Toward that end, the Task Force was instrumental in drafting and securing the introduction of the very first federal gay rights bill in Congress in 1975 by local Congressmembers Bella Abzug and Ed Koch, as well as several other representatives. While the bill did not pass then and still has not passed the entire Congress (a current more limited version, the Employment Non-Discrimination Act, has passed both the Senate and the House, but not in the same session), it has been consistently reintroduced in various forms in the years since, gaining increasing support. This bill, first put forward by the Task Force, has become the basis for non-discrimination laws passed by 22 states and the District of Columbia, as well as hundreds of cities, counties, and localities throughout the United States.
As one of the leaders in the late 1970’s and early 1980’s of the response to a mysterious deadly ailment afflicting an increasing number of gay men and others in New York, Dr. Voeller changed the inaccurate and stigmatizing terminology for referring to the condition from “Gay Related Immune Defense Disorder,” or GRIDD, as it was initially known, to “Acquired Immune Deficiency Syndrome,” or AIDS, a name her coined and by which it is now known.

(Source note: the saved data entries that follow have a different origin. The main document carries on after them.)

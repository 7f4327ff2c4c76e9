//! Entity builders
//!
//! Builders accumulate one entity's attachments before commit. They are plain
//! owned values: independent builders can be filled in on separate threads
//! and handed to a session afterwards with `AuthoringSession::add`.

mod concept;
mod facet;
mod pattern;
mod semantic;

pub use concept::ConceptBuilder;
pub use facet::{
    case_insensitive, ConceptFacet, DescriptionFacet, Facet, FacetMismatch, PatternFacet,
    SemanticFacet,
};
pub use pattern::PatternBuilder;
pub use semantic::SemanticBuilder;

use crate::graph::EntityKind;
use crate::identity::PublicId;

/// A builder of any kind
#[derive(Debug, Clone, PartialEq)]
pub enum Builder {
    Concept(ConceptBuilder),
    Pattern(PatternBuilder),
    Semantic(SemanticBuilder),
}

impl Builder {
    /// A fresh, empty builder of `kind`.
    ///
    /// Descriptions are composed through their owning concept or pattern
    /// with a `DescriptionFacet`, so `Description` returns `None`.
    pub fn for_kind(kind: EntityKind, reference: PublicId) -> Option<Self> {
        match kind {
            EntityKind::Concept => Some(Self::Concept(ConceptBuilder::new(reference))),
            EntityKind::Pattern => Some(Self::Pattern(PatternBuilder::new(reference))),
            EntityKind::Semantic => Some(Self::Semantic(SemanticBuilder::new(reference))),
            EntityKind::Description => None,
        }
    }

    pub fn kind(&self) -> EntityKind {
        match self {
            Self::Concept(_) => EntityKind::Concept,
            Self::Pattern(_) => EntityKind::Pattern,
            Self::Semantic(_) => EntityKind::Semantic,
        }
    }

    pub fn reference(&self) -> &PublicId {
        match self {
            Self::Concept(b) => b.reference(),
            Self::Pattern(b) => b.reference(),
            Self::Semantic(b) => b.reference(),
        }
    }

    /// Attach a facet of the matching kind
    pub fn attach(&mut self, facet: impl Into<Facet>) -> Result<&mut Self, FacetMismatch> {
        let facet = facet.into();
        match (&mut *self, facet) {
            (Self::Concept(b), Facet::Concept(f)) => {
                b.attach(f);
            }
            (Self::Pattern(b), Facet::Pattern(f)) => {
                b.attach(f);
            }
            (Self::Semantic(b), Facet::Semantic(f)) => {
                b.attach(f);
            }
            (builder, facet) => {
                return Err(FacetMismatch {
                    builder: builder.kind(),
                    facet: facet.kind(),
                })
            }
        }
        Ok(self)
    }

    pub fn as_concept_mut(&mut self) -> Option<&mut ConceptBuilder> {
        match self {
            Self::Concept(b) => Some(b),
            _ => None,
        }
    }

    pub fn as_pattern_mut(&mut self) -> Option<&mut PatternBuilder> {
        match self {
            Self::Pattern(b) => Some(b),
            _ => None,
        }
    }

    pub fn as_semantic_mut(&mut self) -> Option<&mut SemanticBuilder> {
        match self {
            Self::Semantic(b) => Some(b),
            _ => None,
        }
    }
}

impl From<ConceptBuilder> for Builder {
    fn from(b: ConceptBuilder) -> Self {
        Self::Concept(b)
    }
}

impl From<PatternBuilder> for Builder {
    fn from(b: PatternBuilder) -> Self {
        Self::Pattern(b)
    }
}

impl From<SemanticBuilder> for Builder {
    fn from(b: SemanticBuilder) -> Self {
        Self::Semantic(b)
    }
}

Dr. Voeller also founded the Mariposa Education and Research Foundation, one of the very first such entities established to educate and change attitudes about homosexuality and to reduce the stigmas attached to sexuality generally. The Foundation commissioned the George Segal sculpture “Gay Liberation” that was placed in Christopher Park at Seventh Avenue South and Christopher Street to commemorate the Stonewall riots.

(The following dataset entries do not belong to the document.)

//! Storage backends for chronicle
//!
//! Versions and the handle table are persisted through the `VersionStore`
//! trait. `SqliteStore` is the durable backend; `MemoryStore` keeps
//! everything in process and can inject commit failures for tests.

mod memory;
mod sqlite;
mod traits;

pub use memory::MemoryStore;
pub use sqlite::SqliteStore;
pub use traits::{CommitBatch, OpenStore, StorageError, StorageResult, VersionStore};
//! Entity references: author-assigned, immutable identity made of one or more UUIDs

use serde::de::Error as _;
use serde::{Deserialize, Deserializer, Serialize};
use uuid::Uuid;

/// Namespace used to derive name-based references (UUID v5).
pub const CHRONICLE_NAMESPACE: Uuid = Uuid::from_u128(0x6f1c_9a2e_3b5d_4e07_9c41_2d8b_7a60_e5f3);

/// An author-assigned reference to an entity.
///
/// A reference holds one or more interchangeable UUIDs. Two references denote
/// the same entity iff they share at least one UUID. The UUID list is kept
/// sorted and duplicate-free so equal sets compare equal.
///
/// Serializes as an array of UUIDs. Deserialization also accepts a single
/// string: a UUID in text form, or any other text, which is treated as a
/// name and hashed with [`PublicId::from_name`].
#[derive(Debug, Clone, PartialEq, Eq, Hash, PartialOrd, Ord, Serialize)]
#[serde(transparent)]
pub struct PublicId(Vec<Uuid>);

impl PublicId {
    /// A reference with a single UUID
    pub fn new(uuid: Uuid) -> Self {
        Self(vec![uuid])
    }

    /// A reference with a fresh random UUID
    pub fn random() -> Self {
        Self::new(Uuid::new_v4())
    }

    /// A deterministic reference derived from a name
    pub fn from_name(name: &str) -> Self {
        Self::new(Uuid::new_v5(&CHRONICLE_NAMESPACE, name.as_bytes()))
    }

    /// Build a reference from several UUIDs. Returns `None` for an empty set.
    pub fn from_uuids(uuids: impl IntoIterator<Item = Uuid>) -> Option<Self> {
        let mut uuids: Vec<Uuid> = uuids.into_iter().collect();
        if uuids.is_empty() {
            return None;
        }
        uuids.sort_unstable();
        uuids.dedup();
        Some(Self(uuids))
    }

    /// Add another UUID alias to this reference
    pub fn with_uuid(mut self, uuid: Uuid) -> Self {
        if let Err(pos) = self.0.binary_search(&uuid) {
            self.0.insert(pos, uuid);
        }
        self
    }

    pub fn uuids(&self) -> &[Uuid] {
        &self.0
    }

    /// The lowest UUID, used when a single representative is needed
    pub fn primary(&self) -> Uuid {
        self.0[0]
    }

    /// True if both references share at least one UUID
    pub fn shares_uuid(&self, other: &PublicId) -> bool {
        self.0.iter().any(|u| other.0.binary_search(u).is_ok())
    }

    /// Derive a child reference, e.g. for a description owned by a concept.
    ///
    /// Deterministic in the parent's primary UUID and the discriminator, so
    /// re-running the same declaration resolves to the same entity.
    pub fn derive(&self, discriminator: &str) -> Self {
        let mut name = self.primary().to_string();
        name.push('/');
        name.push_str(discriminator);
        Self::new(Uuid::new_v5(&CHRONICLE_NAMESPACE, name.as_bytes()))
    }
}

impl<'de> Deserialize<'de> for PublicId {
    fn deserialize<D: Deserializer<'de>>(deserializer: D) -> Result<Self, D::Error> {
        #[derive(Deserialize)]
        #[serde(untagged)]
        enum Repr {
            Uuids(Vec<Uuid>),
            Text(String),
        }

        match Repr::deserialize(deserializer)? {
            Repr::Uuids(uuids) => PublicId::from_uuids(uuids)
                .ok_or_else(|| D::Error::custom("a reference needs at least one UUID")),
            Repr::Text(text) => Ok(match Uuid::parse_str(&text) {
                Ok(uuid) => PublicId::new(uuid),
                Err(_) => PublicId::from_name(&text),
            }),
        }
    }
}

impl From<Uuid> for PublicId {
    fn from(uuid: Uuid) -> Self {
        Self::new(uuid)
    }
}

impl std::fmt::Display for PublicId {
    fn fmt(&self, f: &mut std::fmt::Formatter<'_>) -> std::fmt::Result {
        if self.0.len() == 1 {
            write!(f, "{}", self.0[0])
        } else {
            let parts: Vec<String> = self.0.iter().map(|u| u.to_string()).collect();
            write!(f, "[{}]", parts.join(", "))
        }
    }
}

Dr. Voeller and the Mariposa Foundation also conducted the first study in the early 1980s establishing the effectiveness of condoms in preventing the spread of AIDS; this study was published in Consumer Reports and had a profound impact upon the response to the epidemic. Dr. Voeller was also the subject of a landmark United States Supreme Court case regarding parental rights for lesbians and gay men. Dr. Voeller successfully sued for visitation rights for his children (he had had three children with his wife Kitja Scott Voeller, whom he divorced in 1971), which was considered a landmark case in establishing the legal rights of lesbians and gay men in relation to their children.
Dr. Voeller died in 1994 of an AIDS related illness. However, he and his legacy are very much recognized and honored. In 2019 he was inducted on the National LGBTQ Wall of Honor as one of the inaugural 50 American “pioneers, trailblazers, and heroes” within the Stonewall National Monuments.